Exercise brief :: Each line of the data below that contains "Validation" must be copied.

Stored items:
//! Integration tests for control commands observed through telemetry.

mod common;

use common::BATTERY_ID;
use home_energy_sim::EngineError;
use home_energy_sim::control::CommandStatus;
use home_energy_sim::devices::{Configuration, DeviceStatus, OperationMode};
use serde_json::{Value, json};

#[test]
fn isolation_zeroes_grid_immediately() {
    let engine = common::single_battery_engine(42);
    // Midday: the home exports surplus solar.
    common::run(&engine, 360);
    let before = engine.latest_snapshot(BATTERY_ID).unwrap();
    assert!(before.grid_power_kw < 0.0, "{before}");

    engine
        .apply(BATTERY_ID, "isolate-from-grid", &Value::Null)
        .unwrap();

    let s = engine.latest_snapshot(BATTERY_ID).unwrap();
    assert!(s.isolated);
    assert_eq!(s.grid_power_kw, 0.0);
    assert_eq!(s.timestamp, before.timestamp);
    // The re-dispatched reading replaces the latest one, not the history.
    let history = engine.query(BATTERY_ID, None, None, None).unwrap();
    assert_eq!(history.last(), Some(&before));

    for _ in 0..120 {
        engine.tick();
        let s = engine.latest_snapshot(BATTERY_ID).unwrap();
        assert!(s.isolated);
        assert_eq!(s.grid_power_kw, 0.0);
    }

    engine.apply(BATTERY_ID, "rejoin-grid", &Value::Null).unwrap();
    engine.tick();
    assert!(!engine.latest_snapshot(BATTERY_ID).unwrap().isolated);
}

#[test]
fn isolated_device_cannot_force_charge() {
    let engine = common::single_battery_engine(42);
    // 20:00, no solar.
    common::run(&engine, 840);
    engine
        .apply(BATTERY_ID, "isolate-from-grid", &Value::Null)
        .unwrap();
    let err = engine
        .apply(BATTERY_ID, "charge-now", &Value::Null)
        .unwrap_err();
    assert!(matches!(err, EngineError::InvalidState(_)));

    engine.tick();
    let s = engine.latest_snapshot(BATTERY_ID).unwrap();
    assert_eq!(s.grid_power_kw, 0.0);
    assert_ne!(engine.get_device(BATTERY_ID).unwrap().status, DeviceStatus::Charging);
}

#[test]
fn isolation_ends_forced_charge() {
    let engine = common::single_battery_engine(42);
    engine.apply(BATTERY_ID, "charge-now", &Value::Null).unwrap();
    common::run(&engine, 3);
    let outcome = engine
        .apply(BATTERY_ID, "isolate-from-grid", &Value::Null)
        .unwrap();
    assert_ne!(outcome.device.status, DeviceStatus::Charging);

    common::run(&engine, 5);
    assert_ne!(engine.get_device(BATTERY_ID).unwrap().status, DeviceStatus::Charging);
    let s = engine.latest_snapshot(BATTERY_ID).unwrap();
    assert_eq!(s.grid_power_kw, 0.0);

    // Rejoining does not resume the cancelled charge.
    engine.apply(BATTERY_ID, "rejoin-grid", &Value::Null).unwrap();
    engine.tick();
    assert_ne!(engine.get_device(BATTERY_ID).unwrap().status, DeviceStatus::Charging);
}

#[test]
fn charge_now_charges_at_rated_power() {
    let engine = common::single_battery_engine(42);
    let outcome = engine.apply(BATTERY_ID, "charge-now", &Value::Null).unwrap();
    assert_eq!(outcome.device.status, DeviceStatus::Charging);
    assert_eq!(outcome.record.status, CommandStatus::Completed);

    let before = engine.latest_snapshot(BATTERY_ID).unwrap();
    engine.tick();
    let after = engine.latest_snapshot(BATTERY_ID).unwrap();
    assert!((after.battery_power_kw - 5.0).abs() < 1e-4, "{after}");
    assert!(after.battery_charge_percent > before.battery_charge_percent);
    common::assert_physical(&after);
    assert_eq!(engine.get_device(BATTERY_ID).unwrap().status, DeviceStatus::Charging);

    // Already charging.
    let err = engine.apply(BATTERY_ID, "charge-now", &Value::Null).unwrap_err();
    assert!(matches!(err, EngineError::InvalidState(_)));
}

#[test]
fn stop_charging_returns_to_mode_dispatch() {
    let engine = common::single_battery_engine(42);
    let err = engine
        .apply(BATTERY_ID, "stop-charging", &Value::Null)
        .unwrap_err();
    assert!(matches!(err, EngineError::InvalidState(_)));

    engine.apply(BATTERY_ID, "charge-now", &Value::Null).unwrap();
    common::run(&engine, 3);
    let outcome = engine
        .apply(BATTERY_ID, "stop-charging", &Value::Null)
        .unwrap();
    assert_eq!(outcome.device.status, DeviceStatus::Online);

    engine.tick();
    let device = engine.get_device(BATTERY_ID).unwrap();
    assert_ne!(device.status, DeviceStatus::Charging);
}

#[test]
fn forced_charge_ends_after_window() {
    let engine = common::single_battery_engine(42);
    engine.apply(BATTERY_ID, "charge-now", &Value::Null).unwrap();
    common::run(&engine, 29);
    assert_eq!(engine.get_device(BATTERY_ID).unwrap().status, DeviceStatus::Charging);
    common::run(&engine, 2);
    assert_ne!(engine.get_device(BATTERY_ID).unwrap().status, DeviceStatus::Charging);
}

#[test]
fn out_of_range_reserve_rejected_without_change() {
    let engine = common::single_battery_engine(42);
    let err = engine
        .apply(BATTERY_ID, "set-backup-reserve", &json!({ "percent": 150 }))
        .unwrap_err();
    assert!(matches!(err, EngineError::Validation { .. }));
    let device = engine.get_device(BATTERY_ID).unwrap();
    assert_eq!(device.configuration.backup_reserve_percent, 20.0);
    assert_eq!(engine.command_history(BATTERY_ID, 10).unwrap().total, 0);
}

#[test]
fn unknown_device_everywhere() {
    let engine = common::single_battery_engine(42);
    let err = engine
        .apply("GHOST", "set-backup-reserve", &json!({ "percent": 150 }))
        .unwrap_err();
    assert_eq!(err, EngineError::UnknownDevice("GHOST".to_string()));
    assert!(engine.get_device("GHOST").is_err());
    assert!(engine.latest_snapshot("GHOST").is_err());
    assert!(engine.command_history("GHOST", 5).is_err());
    assert!(engine.query("GHOST", None, None, None).is_err());
    assert!(engine.subscribe("GHOST").is_err());
}

#[test]
fn unknown_command_rejected() {
    let engine = common::single_battery_engine(42);
    let err = engine
        .apply(BATTERY_ID, "launch", &Value::Null)
        .unwrap_err();
    assert!(matches!(err, EngineError::InvalidCommand(_)));
}

#[test]
fn mode_change_shows_on_next_snapshot() {
    let engine = common::single_battery_engine(42);
    engine
        .apply(BATTERY_ID, "set-operation-mode", &json!({ "mode": "backup" }))
        .unwrap();
    engine.tick();
    let s = engine.latest_snapshot(BATTERY_ID).unwrap();
    assert_eq!(s.operation_mode, OperationMode::Backup);
    assert!(s.battery_power_kw >= 0.0, "backup mode discharged: {s}");
}

#[test]
fn reboot_freezes_telemetry_then_recovers() {
    let engine = common::single_battery_engine(42);
    common::run(&engine, 5);
    let outcome = engine.apply(BATTERY_ID, "reboot", &Value::Null).unwrap();
    assert_eq!(outcome.record.status, CommandStatus::InProgress);
    assert_eq!(outcome.device.status, DeviceStatus::Offline);

    let frozen = engine.latest_snapshot(BATTERY_ID).unwrap();
    common::run(&engine, 2);
    assert_eq!(engine.latest_snapshot(BATTERY_ID).unwrap(), frozen);
    let err = engine
        .apply(BATTERY_ID, "charge-now", &Value::Null)
        .unwrap_err();
    assert!(matches!(err, EngineError::InvalidState(_)));

    common::run(&engine, 1);
    assert!(engine.get_device(BATTERY_ID).unwrap().status.is_online());
    assert_eq!(engine.latest_snapshot(BATTERY_ID).unwrap().tick, 8);
}

#[test]
fn firmware_update_installs_version() {
    let engine = common::single_battery_engine(42);
    engine
        .apply(BATTERY_ID, "firmware-update", &json!({ "version": "24.4.0" }))
        .unwrap();
    assert_eq!(engine.get_device(BATTERY_ID).unwrap().status, DeviceStatus::Updating);
    common::run(&engine, 10);
    let device = engine.get_device(BATTERY_ID).unwrap();
    assert_eq!(device.configuration.firmware_version, "24.4.0");
    assert!(device.status.is_online());
}

#[test]
fn firmware_update_runs_to_completion() {
    let engine = common::single_battery_engine(42);
    engine
        .apply(BATTERY_ID, "firmware-update", &json!({ "version": "24.4.0" }))
        .unwrap();
    for command in ["reboot", "charge-now"] {
        let err = engine
            .apply(BATTERY_ID, command, &Value::Null)
            .unwrap_err();
        assert!(matches!(err, EngineError::InvalidState(_)), "{command}");
    }

    // 600 s at one simulated minute per tick.
    common::run(&engine, 4);
    let device = engine.get_device(BATTERY_ID).unwrap();
    assert_eq!(device.status, DeviceStatus::Updating);
    assert_eq!(device.configuration.firmware_version, "23.44.1");

    common::run(&engine, 6);
    let device = engine.get_device(BATTERY_ID).unwrap();
    assert_eq!(device.configuration.firmware_version, "24.4.0");
    assert!(device.status.is_online());
    assert_eq!(engine.command_history(BATTERY_ID, 10).unwrap().total, 1);
}

#[test]
fn configuration_update_is_logged() {
    let engine = common::single_battery_engine(42);
    let cfg = Configuration {
        backup_reserve_percent: 35.0,
        operation_mode: OperationMode::Advanced,
        grid_charging_enabled: true,
        ..Configuration::default()
    };
    engine.update_configuration(BATTERY_ID, cfg.clone()).unwrap();
    assert_eq!(engine.get_device(BATTERY_ID).unwrap().configuration, cfg);

    let history = engine.command_history(BATTERY_ID, 10).unwrap();
    assert_eq!(history.total, 1);
    assert_eq!(history.commands[0].command, "update-configuration");

    let bad = Configuration {
        backup_reserve_percent: -1.0,
        ..Configuration::default()
    };
    assert!(matches!(
        engine.update_configuration(BATTERY_ID, bad),
        Err(EngineError::Validation { .. })
    ));
    assert_eq!(engine.get_device(BATTERY_ID).unwrap().configuration, cfg);
}

#[test]
fn command_history_keeps_most_recent() {
    let engine = common::single_battery_engine(42);
    for percent in 0..60 {
        engine
            .apply(BATTERY_ID, "set-backup-reserve", &json!({ "percent": percent }))
            .unwrap();
    }
    let history = engine.command_history(BATTERY_ID, 5).unwrap();
    assert_eq!(history.commands.len(), 5);
    assert_eq!(history.total, 50);
    assert_eq!(history.commands[4].parameters, json!({ "percent": 59.0 }));
    assert_eq!(history.commands[4].command_id, "CMD-PW-001-60");
}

Your response ::
    assert!(matches!(err, EngineError::Validation { .. }));
        Err(EngineError::Validation { .. })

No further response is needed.